【转自】自定义InputFormat、OutputFormat
转自:http://www.cnblogs.com/xiaolong1032/p/4529534.html
一:自定义实现InputFormat
*数据源来自于内存
*1.InputFormat是用于处理各种数据源的,下面是实现InputFormat,数据源是来自于内存.
*1.1 在程序的job.setInputFormatClass(MyselfmemoryInputFormat.class);
*1.2 实现InputFormat,extends InputFormat< , >,实现其中的两个方法,分别是getSplits(..),createRecordReader(..).
*1.3 getSplits(..)返回的是一个java.util.List<T>,List中的每个元素是InputSplit.每个InputSplit对应一个mappper任务.
*1.4 InputSplit是对原始海量数据源的划分,因为我们处理的是海量数据,不划分不行.InputSplit数据的大小完全是我们自己来定的.本例中是在内存中产生数据,然后封装到InputSplit.
*1.5 InputSplit封装的是hadoop数据类型,实现Writable接口.
*1.6 RecordReader读取每个InputSplit中的数据.解析成一个个<k,v>,供map处理.
*1.7 RecordReader有4个核心方法,分别是initalize(..).nextKeyValue(),getCurrentKey(),getCurrentValue().
*1.8 initalize重要性在于是拿到InputSplit和定义临时变量.
*1.9 nexKeyValue(..)该方法的每次调用,可以获得key和value值.

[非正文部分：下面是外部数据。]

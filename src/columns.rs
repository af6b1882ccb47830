//! Record kinds, canonical column sets, and column-name reconciliation.
//!
//! Spreadsheet exports arrive with human-authored headers (accents,
//! abbreviations, alternate separators, inconsistent casing). Each record kind
//! carries a static table of every historical label variant, lower-cased, and
//! reconciliation is a case-insensitive exact lookup against it: first match
//! wins, unmatched columns pass through for the validator/persistence layer to
//! ignore.

use crate::table::Table;

/// The three spreadsheet export types the pipeline understands.
#[derive(Debug, Clone, Copy, PartialEq, Eq, Hash)]
pub enum RecordKind {
    Vendas,
    Cotacoes,
    ProdutosCotados,
}

impl RecordKind {
    pub fn table_name(&self) -> &'static str {
        match self {
            Self::Vendas => "vendas",
            Self::Cotacoes => "cotacoes",
            Self::ProdutosCotados => "produtos_cotados",
        }
    }

    /// Column of the `datasets` table holding this kind's content fingerprint.
    pub fn fingerprint_column(&self) -> &'static str {
        match self {
            Self::Vendas => "vendas_fingerprint",
            Self::Cotacoes => "cotacoes_fingerprint",
            Self::ProdutosCotados => "produtos_cotados_fingerprint",
        }
    }

    /// Canonical persisted columns, in schema order (excluding id/dataset_id).
    pub fn canonical_columns(&self) -> &'static [&'static str] {
        match self {
            Self::Vendas => &[
                "cod_cliente",
                "cliente",
                "material",
                "produto",
                "unidade_negocio",
                "canal_distribuicao",
                "hier_produto_1",
                "hier_produto_2",
                "hier_produto_3",
                "data",
                "data_faturamento",
                "qtd_entrada",
                "vlr_entrada",
                "qtd_carteira",
                "vlr_carteira",
                "qtd_rol",
                "vlr_rol",
            ],
            Self::Cotacoes => &[
                "numero_cotacao",
                "numero_revisao",
                "linhas_cotacao",
                "status_cotacao",
                "cod_cliente",
                "cliente",
                "data",
            ],
            Self::ProdutosCotados => &[
                "cotacao",
                "cod_cliente",
                "cliente",
                "centro_fornecedor",
                "material",
                "descricao",
                "quantidade",
                "preco_liquido_unitario",
                "preco_liquido_total",
            ],
        }
    }

    /// Columns a row must have non-null to be attributable; rows failing any
    /// of these (when the column is present) are dropped by the validator.
    pub fn required_columns(&self) -> &'static [&'static str] {
        match self {
            Self::Vendas => &["cod_cliente", "material"],
            Self::Cotacoes => &["numero_cotacao", "cod_cliente"],
            Self::ProdutosCotados => &["cotacao", "cod_cliente", "material"],
        }
    }

    /// Ordered variant table: (canonical name, accepted lower-cased labels).
    ///
    /// Curation note: the historical `doc. vendas`/`documento vendas` labels
    /// were once mapped onto `cod_cliente` by mistake (they identify the sales
    /// document, not the client) and are deliberately not listed here.
    pub fn variants(&self) -> &'static [(&'static str, &'static [&'static str])] {
        match self {
            Self::Vendas => VENDAS_VARIANTS,
            Self::Cotacoes => COTACOES_VARIANTS,
            Self::ProdutosCotados => PRODUTOS_VARIANTS,
        }
    }
}

const CLIENT_CODE_VARIANTS: &[&str] = &[
    "cod_cliente",
    "id_cli",
    "código cliente",
    "codigo cliente",
    "codigo_cliente",
    "cod cliente",
    "cod. cliente",
    "cód. cliente",
    "código do cliente",
    "codigo do cliente",
];

const VENDAS_VARIANTS: &[(&str, &[&str])] = &[
    ("cod_cliente", CLIENT_CODE_VARIANTS),
    ("cliente", &["cliente"]),
    ("material", &["material"]),
    ("produto", &["produto"]),
    (
        "unidade_negocio",
        &["unidade_negocio", "unidade de negócio", "unidade de negocio"],
    ),
    (
        "canal_distribuicao",
        &["canal_distribuicao", "canal distribuição", "canal distribuicao"],
    ),
    (
        "hier_produto_1",
        &["hier_produto_1", "hier. produto 1", "hier produto 1"],
    ),
    (
        "hier_produto_2",
        &["hier_produto_2", "hier. produto 2", "hier produto 2"],
    ),
    (
        "hier_produto_3",
        &["hier_produto_3", "hier. produto 3", "hier produto 3"],
    ),
    ("data", &["data"]),
    (
        "data_faturamento",
        &["data_faturamento", "data faturamento", "data fat."],
    ),
    ("qtd_entrada", &["qtd_entrada", "qtd entrada", "qtd. entrada"]),
    ("vlr_entrada", &["vlr_entrada", "vlr entrada", "vlr. entrada"]),
    ("qtd_carteira", &["qtd_carteira", "qtd carteira", "qtd. carteira"]),
    ("vlr_carteira", &["vlr_carteira", "vlr carteira", "vlr. carteira"]),
    ("qtd_rol", &["qtd_rol", "qtd rol", "qtd. rol"]),
    ("vlr_rol", &["vlr_rol", "vlr rol", "vlr. rol"]),
];

const COTACOES_VARIANTS: &[(&str, &[&str])] = &[
    (
        "numero_cotacao",
        &[
            "numero_cotacao",
            "número da cotação",
            "numero da cotacao",
            "cotação",
            "cotacao",
        ],
    ),
    (
        "numero_revisao",
        &[
            "numero_revisao",
            "número da revisão",
            "numero da revisao",
            "revisão",
            "revisao",
        ],
    ),
    (
        "linhas_cotacao",
        &[
            "linhas_cotacao",
            "linhas de cotação",
            "linhas da cotacao",
            "linhas cotacao",
        ],
    ),
    (
        "status_cotacao",
        &[
            "status_cotacao",
            "status da cotação",
            "status da cotacao",
            "status cotacao",
            "status",
        ],
    ),
    ("cod_cliente", CLIENT_CODE_VARIANTS),
    ("cliente", &["cliente"]),
    ("data", &["data", "data de criação", "data de criacao"]),
];

const PRODUTOS_VARIANTS: &[(&str, &[&str])] = &[
    (
        "cotacao",
        &[
            "cotacao",
            "cotação",
            "número da cotação",
            "numero da cotacao",
            "numero_cotacao",
        ],
    ),
    ("cod_cliente", CLIENT_CODE_VARIANTS),
    ("cliente", &["cliente"]),
    (
        "centro_fornecedor",
        &[
            "centro_fornecedor",
            "centro fornecedor",
            "centro de fornecedor",
        ],
    ),
    (
        "material",
        &[
            "material",
            "código material",
            "codigo material",
            "codigo_material",
            "cod_material",
        ],
    ),
    (
        "descricao",
        &[
            "descricao",
            "descrição",
            "descrição do material",
            "descricao do material",
            "desc_material",
        ],
    ),
    ("quantidade", &["quantidade", "qtd", "qty"]),
    (
        "preco_liquido_unitario",
        &[
            "preco_liquido_unitario",
            "preço líquido unitário",
            "preco liquido unitario",
            "preço_liquido_unitario",
            "preco_unit",
            "valor unitário",
            "valor unitario",
            "valor_unitario",
        ],
    ),
    (
        "preco_liquido_total",
        &[
            "preco_liquido_total",
            "preço líquido total",
            "preco liquido total",
            "preço_liquido_total",
            "valor total",
            "valor_total",
            "total",
        ],
    ),
];

/// Rename a table's columns onto the canonical set for `kind`.
///
/// Each input label is lower-cased and trimmed, then looked up in the kind's
/// variant table. The first canonical entry whose variant list contains the
/// label wins; once a canonical name is taken, later columns that would map to
/// it pass through unchanged (so duplicate headers never collide). Unrecognized
/// columns also pass through unchanged.
pub fn reconcile(kind: RecordKind, table: &Table) -> Table {
    let variants = kind.variants();
    let mut taken: Vec<&str> = Vec::new();

    let columns = table
        .columns
        .iter()
        .map(|label| {
            let needle = label.trim().to_lowercase();
            for (canonical, accepted) in variants {
                if accepted.contains(&needle.as_str()) && !taken.contains(canonical) {
                    taken.push(canonical);
                    return (*canonical).to_string();
                }
            }
            label.clone()
        })
        .collect();

    Table {
        columns,
        rows: table.rows.clone(),
    }
}

// ============================================================================
// File-type detection
// ============================================================================

const VENDAS_HINTS: &[&str] = &["ovs", "vendas", "venda", "faturamento"];
const COTACOES_HINTS: &[&str] = &["cotação", "cotacao", "cotações", "cotacoes", "quote"];
const MATERIAIS_HINTS: &[&str] = &["materiais", "material", "produtos", "produto", "items"];

/// Detect which export a file is, by filename hint first, then by
/// characteristic column signature. Returns None when neither matches.
pub fn detect_kind(filename: &str, table: &Table) -> Option<RecordKind> {
    let name = filename.to_lowercase();

    if VENDAS_HINTS.iter().any(|h| name.contains(h)) {
        return Some(RecordKind::Vendas);
    }
    if COTACOES_HINTS.iter().any(|h| name.contains(h)) {
        return Some(RecordKind::Cotacoes);
    }
    if MATERIAIS_HINTS.iter().any(|h| name.contains(h)) {
        return Some(RecordKind::ProdutosCotados);
    }

    let headers: Vec<String> = table
        .columns
        .iter()
        .map(|c| c.trim().to_lowercase())
        .collect();
    let has = |candidates: &[&str]| headers.iter().any(|h| candidates.contains(&h.as_str()));

    if has(&["vlr_rol", "vlr. rol", "vlr rol", "vlr_entrada", "vlr. entrada", "vlr_carteira"]) {
        return Some(RecordKind::Vendas);
    }
    if has(&["centro_fornecedor", "centro fornecedor", "preco_liquido_total", "preço líquido total", "preço líquido unitário"]) {
        return Some(RecordKind::ProdutosCotados);
    }
    if has(&["numero_cotacao", "número da cotação", "numero da cotacao"]) {
        return Some(RecordKind::Cotacoes);
    }

    None
}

*1.10 当nextKeyValue(..)调用后,紧接着调用getCurrentKey(),getCurrentValue().
* mapper方法中的run方法调用.

public class MyselInputFormatApp {
private static final String OUT_PATH = "hdfs://hadoop1:9000/out";// 输出路径,reduce作业输出的结果是一个目录
public static void main(String[] args) {
Configuration conf = new Configuration();// 配置对象
try {
FileSystem fileSystem = FileSystem.get(new URI(OUT_PATH), conf);
fileSystem.delete(new Path(OUT_PATH), true);
Job job = new Job(conf, WordCountApp.class.getSimpleName());// jobName:作业名称
job.setJarByClass(WordCountApp.class); job.setInputFormatClass(MyselfMemoryInputFormat.class);
job.setMapperClass(MyMapper.class);// 指定自定义map类
job.setMapOutputKeyClass(Text.class);// 指定map输出key的类型
job.setMapOutputValueClass(LongWritable.class);// 指定map输出value的类型
job.setReducerClass(MyReducer.class);// 指定自定义Reduce类
job.setOutputKeyClass(Text.class);// 设置Reduce输出key的类型
job.setOutputValueClass(LongWritable.class);// 设置Reduce输出的value类型
FileOutputFormat.setOutputPath(job, new Path(OUT_PATH));// Reduce输出完之后,就会产生一个最终的输出,指定最终输出的位置
job.waitForCompletion(true);// 提交给jobTracker并等待结束
} catch (Exception e) {
e.printStackTrace();
}
} public static class MyMapper extends
Mapper<NullWritable, Text, Text, LongWritable> {
@Override
protected void map(NullWritable key, Text value, Context context)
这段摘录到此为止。